• [WORK TASK] In the records that follow, how many lines contain the word "specified"? Give only that figure.

::: MATERIAL PROVIDED

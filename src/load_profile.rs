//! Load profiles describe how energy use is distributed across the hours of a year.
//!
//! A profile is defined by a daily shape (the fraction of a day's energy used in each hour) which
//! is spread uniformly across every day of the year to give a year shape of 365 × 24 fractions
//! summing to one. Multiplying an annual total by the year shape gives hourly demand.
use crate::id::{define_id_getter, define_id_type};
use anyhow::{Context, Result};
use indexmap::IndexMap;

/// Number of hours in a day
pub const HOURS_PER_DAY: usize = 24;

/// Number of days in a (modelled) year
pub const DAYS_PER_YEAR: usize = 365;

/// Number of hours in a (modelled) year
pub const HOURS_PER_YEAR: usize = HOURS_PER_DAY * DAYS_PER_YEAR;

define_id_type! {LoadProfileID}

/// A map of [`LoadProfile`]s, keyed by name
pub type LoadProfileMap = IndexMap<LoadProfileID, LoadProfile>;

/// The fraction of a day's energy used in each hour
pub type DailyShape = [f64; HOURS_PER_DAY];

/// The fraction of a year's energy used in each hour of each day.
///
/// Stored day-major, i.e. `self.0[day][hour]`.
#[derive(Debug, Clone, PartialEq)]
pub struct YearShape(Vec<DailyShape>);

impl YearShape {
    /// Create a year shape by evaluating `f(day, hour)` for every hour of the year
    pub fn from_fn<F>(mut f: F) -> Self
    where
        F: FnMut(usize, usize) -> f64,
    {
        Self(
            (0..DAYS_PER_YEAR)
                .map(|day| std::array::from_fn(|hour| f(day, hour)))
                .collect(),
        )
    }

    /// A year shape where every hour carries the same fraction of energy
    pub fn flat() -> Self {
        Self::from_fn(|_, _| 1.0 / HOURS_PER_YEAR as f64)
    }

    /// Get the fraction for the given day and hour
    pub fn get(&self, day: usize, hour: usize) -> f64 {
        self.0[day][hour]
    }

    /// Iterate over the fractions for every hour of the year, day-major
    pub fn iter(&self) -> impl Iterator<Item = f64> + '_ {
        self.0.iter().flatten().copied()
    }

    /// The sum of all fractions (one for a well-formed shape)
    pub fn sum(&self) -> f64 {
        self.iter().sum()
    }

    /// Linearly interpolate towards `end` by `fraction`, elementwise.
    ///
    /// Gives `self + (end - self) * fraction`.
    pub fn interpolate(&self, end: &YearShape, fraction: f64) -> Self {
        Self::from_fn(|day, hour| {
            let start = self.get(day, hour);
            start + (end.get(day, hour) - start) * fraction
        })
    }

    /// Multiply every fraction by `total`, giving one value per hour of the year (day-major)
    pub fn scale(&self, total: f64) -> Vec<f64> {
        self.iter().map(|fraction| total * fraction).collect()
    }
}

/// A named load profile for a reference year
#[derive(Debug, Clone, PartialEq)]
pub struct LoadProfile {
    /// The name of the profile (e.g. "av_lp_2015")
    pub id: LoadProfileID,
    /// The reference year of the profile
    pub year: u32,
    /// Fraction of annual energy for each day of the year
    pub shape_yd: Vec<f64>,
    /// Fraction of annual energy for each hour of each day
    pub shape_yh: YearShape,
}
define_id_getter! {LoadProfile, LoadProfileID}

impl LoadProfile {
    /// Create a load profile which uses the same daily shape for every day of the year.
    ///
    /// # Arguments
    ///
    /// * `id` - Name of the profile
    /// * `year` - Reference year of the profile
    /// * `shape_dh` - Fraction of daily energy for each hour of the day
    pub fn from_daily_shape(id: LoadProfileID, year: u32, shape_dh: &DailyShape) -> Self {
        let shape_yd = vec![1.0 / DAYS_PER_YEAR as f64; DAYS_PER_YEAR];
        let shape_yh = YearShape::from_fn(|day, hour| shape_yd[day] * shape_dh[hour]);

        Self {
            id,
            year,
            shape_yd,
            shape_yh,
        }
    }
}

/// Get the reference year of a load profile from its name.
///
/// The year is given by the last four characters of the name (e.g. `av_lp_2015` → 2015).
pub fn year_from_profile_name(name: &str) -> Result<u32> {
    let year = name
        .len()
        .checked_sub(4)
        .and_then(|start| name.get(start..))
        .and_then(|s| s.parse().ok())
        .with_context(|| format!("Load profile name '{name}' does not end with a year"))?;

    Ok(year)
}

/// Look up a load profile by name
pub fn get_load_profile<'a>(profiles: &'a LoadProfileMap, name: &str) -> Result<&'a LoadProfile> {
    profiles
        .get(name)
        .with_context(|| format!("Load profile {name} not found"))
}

::::::
::: MATERIAL PROVIDED

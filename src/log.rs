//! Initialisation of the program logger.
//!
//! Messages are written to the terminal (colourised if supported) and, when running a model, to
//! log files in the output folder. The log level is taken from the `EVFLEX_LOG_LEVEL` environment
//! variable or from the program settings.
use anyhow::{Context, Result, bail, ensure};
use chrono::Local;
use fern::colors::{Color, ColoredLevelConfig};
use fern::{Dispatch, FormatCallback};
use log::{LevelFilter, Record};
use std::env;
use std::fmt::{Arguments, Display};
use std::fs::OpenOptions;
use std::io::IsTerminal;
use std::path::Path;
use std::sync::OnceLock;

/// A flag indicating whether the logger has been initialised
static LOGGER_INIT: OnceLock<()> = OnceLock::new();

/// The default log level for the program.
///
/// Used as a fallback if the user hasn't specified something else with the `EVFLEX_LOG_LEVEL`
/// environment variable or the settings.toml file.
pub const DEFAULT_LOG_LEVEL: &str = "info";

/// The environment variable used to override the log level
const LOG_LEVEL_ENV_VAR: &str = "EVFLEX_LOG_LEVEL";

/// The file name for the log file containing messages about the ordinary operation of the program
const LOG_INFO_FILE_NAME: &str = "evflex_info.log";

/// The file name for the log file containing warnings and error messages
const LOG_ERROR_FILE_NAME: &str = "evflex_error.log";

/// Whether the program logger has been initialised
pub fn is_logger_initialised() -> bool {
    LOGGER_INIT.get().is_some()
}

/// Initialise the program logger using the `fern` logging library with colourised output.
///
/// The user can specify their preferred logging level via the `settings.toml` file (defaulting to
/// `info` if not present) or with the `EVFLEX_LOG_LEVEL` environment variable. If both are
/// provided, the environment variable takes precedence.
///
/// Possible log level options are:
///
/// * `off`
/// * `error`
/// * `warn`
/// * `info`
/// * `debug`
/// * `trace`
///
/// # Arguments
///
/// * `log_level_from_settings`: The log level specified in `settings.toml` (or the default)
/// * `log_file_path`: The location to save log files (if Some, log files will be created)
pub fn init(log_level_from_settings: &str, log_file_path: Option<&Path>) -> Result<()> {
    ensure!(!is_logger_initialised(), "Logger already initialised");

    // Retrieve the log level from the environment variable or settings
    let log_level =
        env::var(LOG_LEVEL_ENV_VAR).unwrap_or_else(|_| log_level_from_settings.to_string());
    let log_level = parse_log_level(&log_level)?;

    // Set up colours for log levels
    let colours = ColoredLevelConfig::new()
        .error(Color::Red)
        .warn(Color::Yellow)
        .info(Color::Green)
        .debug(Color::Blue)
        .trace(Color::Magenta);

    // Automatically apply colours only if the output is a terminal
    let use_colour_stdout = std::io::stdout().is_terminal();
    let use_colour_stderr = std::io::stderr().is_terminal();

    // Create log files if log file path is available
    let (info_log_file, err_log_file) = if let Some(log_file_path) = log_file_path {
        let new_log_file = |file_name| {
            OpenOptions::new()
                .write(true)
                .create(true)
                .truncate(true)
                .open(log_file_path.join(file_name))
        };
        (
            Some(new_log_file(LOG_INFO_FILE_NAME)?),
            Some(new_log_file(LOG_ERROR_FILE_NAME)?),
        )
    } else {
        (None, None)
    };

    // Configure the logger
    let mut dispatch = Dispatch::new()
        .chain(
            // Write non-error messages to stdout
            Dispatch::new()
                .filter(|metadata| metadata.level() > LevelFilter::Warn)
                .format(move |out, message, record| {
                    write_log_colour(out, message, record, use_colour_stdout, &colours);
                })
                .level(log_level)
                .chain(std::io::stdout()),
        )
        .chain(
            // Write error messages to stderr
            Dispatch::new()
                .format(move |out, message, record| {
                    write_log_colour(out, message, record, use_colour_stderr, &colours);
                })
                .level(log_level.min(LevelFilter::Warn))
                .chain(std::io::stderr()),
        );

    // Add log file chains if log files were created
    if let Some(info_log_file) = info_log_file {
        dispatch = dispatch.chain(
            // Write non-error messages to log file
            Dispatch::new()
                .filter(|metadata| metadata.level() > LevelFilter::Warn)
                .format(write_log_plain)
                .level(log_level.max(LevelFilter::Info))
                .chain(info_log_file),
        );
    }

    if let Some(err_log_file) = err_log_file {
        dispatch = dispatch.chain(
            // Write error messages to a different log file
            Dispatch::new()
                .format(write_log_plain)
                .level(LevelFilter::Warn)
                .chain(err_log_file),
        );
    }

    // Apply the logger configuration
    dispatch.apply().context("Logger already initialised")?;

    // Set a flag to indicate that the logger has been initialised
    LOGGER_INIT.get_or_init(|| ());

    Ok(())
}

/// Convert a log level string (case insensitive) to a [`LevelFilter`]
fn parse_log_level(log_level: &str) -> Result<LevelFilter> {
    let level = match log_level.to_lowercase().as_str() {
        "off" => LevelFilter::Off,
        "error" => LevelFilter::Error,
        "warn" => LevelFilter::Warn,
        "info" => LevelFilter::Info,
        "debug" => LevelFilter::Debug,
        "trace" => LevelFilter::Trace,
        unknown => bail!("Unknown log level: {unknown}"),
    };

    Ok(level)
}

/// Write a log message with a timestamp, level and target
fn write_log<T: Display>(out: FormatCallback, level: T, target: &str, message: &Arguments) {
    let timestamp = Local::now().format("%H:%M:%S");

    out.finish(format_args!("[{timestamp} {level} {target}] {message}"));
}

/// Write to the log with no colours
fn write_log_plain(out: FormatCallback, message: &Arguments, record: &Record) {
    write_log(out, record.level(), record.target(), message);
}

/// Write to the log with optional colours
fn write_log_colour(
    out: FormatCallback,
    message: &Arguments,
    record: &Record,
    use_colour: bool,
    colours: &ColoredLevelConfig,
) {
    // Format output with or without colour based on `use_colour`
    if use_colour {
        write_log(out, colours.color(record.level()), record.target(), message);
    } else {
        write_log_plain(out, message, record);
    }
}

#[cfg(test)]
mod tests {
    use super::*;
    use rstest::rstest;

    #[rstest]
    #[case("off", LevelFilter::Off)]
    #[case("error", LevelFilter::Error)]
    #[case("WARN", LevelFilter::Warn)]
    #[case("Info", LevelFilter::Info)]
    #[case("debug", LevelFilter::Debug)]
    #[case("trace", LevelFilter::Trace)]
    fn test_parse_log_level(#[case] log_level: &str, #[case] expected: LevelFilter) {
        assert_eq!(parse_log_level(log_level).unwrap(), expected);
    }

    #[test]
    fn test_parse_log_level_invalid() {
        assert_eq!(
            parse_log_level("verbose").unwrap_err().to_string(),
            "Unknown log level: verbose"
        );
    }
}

::::::
::: MATERIAL PROVIDED

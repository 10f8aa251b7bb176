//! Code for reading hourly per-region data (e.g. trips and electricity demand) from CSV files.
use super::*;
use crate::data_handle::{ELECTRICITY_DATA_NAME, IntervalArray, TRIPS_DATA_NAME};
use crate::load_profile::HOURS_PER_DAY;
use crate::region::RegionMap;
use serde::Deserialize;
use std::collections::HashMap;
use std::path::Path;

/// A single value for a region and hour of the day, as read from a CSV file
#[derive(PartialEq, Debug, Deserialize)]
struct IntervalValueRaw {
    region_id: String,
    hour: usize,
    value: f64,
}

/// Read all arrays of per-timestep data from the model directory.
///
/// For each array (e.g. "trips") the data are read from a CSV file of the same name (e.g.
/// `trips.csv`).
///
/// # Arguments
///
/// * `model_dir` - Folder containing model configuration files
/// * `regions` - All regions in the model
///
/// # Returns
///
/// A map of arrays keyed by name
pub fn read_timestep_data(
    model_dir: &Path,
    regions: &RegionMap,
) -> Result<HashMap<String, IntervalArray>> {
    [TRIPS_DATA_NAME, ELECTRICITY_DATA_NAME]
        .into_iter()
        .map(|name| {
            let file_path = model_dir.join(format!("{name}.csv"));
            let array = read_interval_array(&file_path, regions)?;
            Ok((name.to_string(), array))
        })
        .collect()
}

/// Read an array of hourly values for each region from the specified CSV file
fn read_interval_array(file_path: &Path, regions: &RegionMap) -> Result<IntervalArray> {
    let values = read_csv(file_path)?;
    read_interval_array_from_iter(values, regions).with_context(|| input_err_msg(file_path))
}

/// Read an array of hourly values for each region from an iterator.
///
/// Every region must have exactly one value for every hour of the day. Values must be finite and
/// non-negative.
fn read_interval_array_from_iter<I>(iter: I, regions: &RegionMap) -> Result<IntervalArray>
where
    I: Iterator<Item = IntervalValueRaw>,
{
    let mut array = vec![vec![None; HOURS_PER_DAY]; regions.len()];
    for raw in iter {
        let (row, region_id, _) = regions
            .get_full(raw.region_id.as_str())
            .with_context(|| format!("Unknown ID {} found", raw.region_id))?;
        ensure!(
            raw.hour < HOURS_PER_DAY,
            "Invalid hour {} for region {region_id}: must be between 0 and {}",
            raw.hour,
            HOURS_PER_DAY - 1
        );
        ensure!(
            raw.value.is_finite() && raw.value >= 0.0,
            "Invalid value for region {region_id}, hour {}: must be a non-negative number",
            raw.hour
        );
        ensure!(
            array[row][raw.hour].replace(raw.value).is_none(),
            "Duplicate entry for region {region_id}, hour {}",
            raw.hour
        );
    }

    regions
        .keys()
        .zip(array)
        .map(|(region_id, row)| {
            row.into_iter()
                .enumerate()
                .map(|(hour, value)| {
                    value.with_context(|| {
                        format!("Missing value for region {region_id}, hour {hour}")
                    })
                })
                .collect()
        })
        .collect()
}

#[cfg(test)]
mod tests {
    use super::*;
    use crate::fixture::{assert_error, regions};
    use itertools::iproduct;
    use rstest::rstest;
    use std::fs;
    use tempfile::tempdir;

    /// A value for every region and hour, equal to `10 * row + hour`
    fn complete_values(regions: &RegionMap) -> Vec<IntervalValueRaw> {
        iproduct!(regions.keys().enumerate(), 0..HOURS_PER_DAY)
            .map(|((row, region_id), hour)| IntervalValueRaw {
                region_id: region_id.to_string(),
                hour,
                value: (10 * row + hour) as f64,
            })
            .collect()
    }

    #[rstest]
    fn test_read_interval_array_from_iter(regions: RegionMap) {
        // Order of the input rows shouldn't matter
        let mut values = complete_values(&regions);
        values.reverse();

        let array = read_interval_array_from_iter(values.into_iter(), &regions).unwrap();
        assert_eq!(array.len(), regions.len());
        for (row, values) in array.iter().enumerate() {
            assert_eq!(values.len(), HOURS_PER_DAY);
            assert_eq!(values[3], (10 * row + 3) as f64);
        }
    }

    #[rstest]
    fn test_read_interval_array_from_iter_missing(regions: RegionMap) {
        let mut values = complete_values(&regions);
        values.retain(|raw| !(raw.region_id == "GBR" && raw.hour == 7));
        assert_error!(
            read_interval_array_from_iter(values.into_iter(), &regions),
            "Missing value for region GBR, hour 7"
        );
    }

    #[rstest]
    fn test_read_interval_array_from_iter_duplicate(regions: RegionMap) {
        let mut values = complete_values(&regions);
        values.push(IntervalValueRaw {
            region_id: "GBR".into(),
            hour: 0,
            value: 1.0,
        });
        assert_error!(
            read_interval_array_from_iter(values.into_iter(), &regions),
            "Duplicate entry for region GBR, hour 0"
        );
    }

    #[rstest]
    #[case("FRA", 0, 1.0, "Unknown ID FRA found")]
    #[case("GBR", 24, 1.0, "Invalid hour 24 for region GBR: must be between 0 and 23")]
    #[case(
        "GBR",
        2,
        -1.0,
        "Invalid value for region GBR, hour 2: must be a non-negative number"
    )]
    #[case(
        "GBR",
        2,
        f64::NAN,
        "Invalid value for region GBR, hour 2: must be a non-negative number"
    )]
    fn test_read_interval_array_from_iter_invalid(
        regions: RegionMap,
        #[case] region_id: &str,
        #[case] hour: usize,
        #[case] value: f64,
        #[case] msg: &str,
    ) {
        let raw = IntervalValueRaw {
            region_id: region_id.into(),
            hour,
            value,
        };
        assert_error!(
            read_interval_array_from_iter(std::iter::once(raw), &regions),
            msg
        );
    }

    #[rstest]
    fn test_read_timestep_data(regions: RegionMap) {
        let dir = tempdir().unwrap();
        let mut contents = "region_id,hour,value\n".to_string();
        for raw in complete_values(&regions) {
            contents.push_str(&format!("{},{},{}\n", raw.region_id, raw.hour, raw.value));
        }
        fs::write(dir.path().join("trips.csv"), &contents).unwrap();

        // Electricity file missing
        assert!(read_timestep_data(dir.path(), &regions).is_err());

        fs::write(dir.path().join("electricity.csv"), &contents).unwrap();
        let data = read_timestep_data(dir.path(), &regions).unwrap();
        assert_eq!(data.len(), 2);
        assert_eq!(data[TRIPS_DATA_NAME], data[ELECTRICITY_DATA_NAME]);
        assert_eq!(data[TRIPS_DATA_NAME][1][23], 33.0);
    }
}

::::::

• [PROBLEM SOLUTION] 3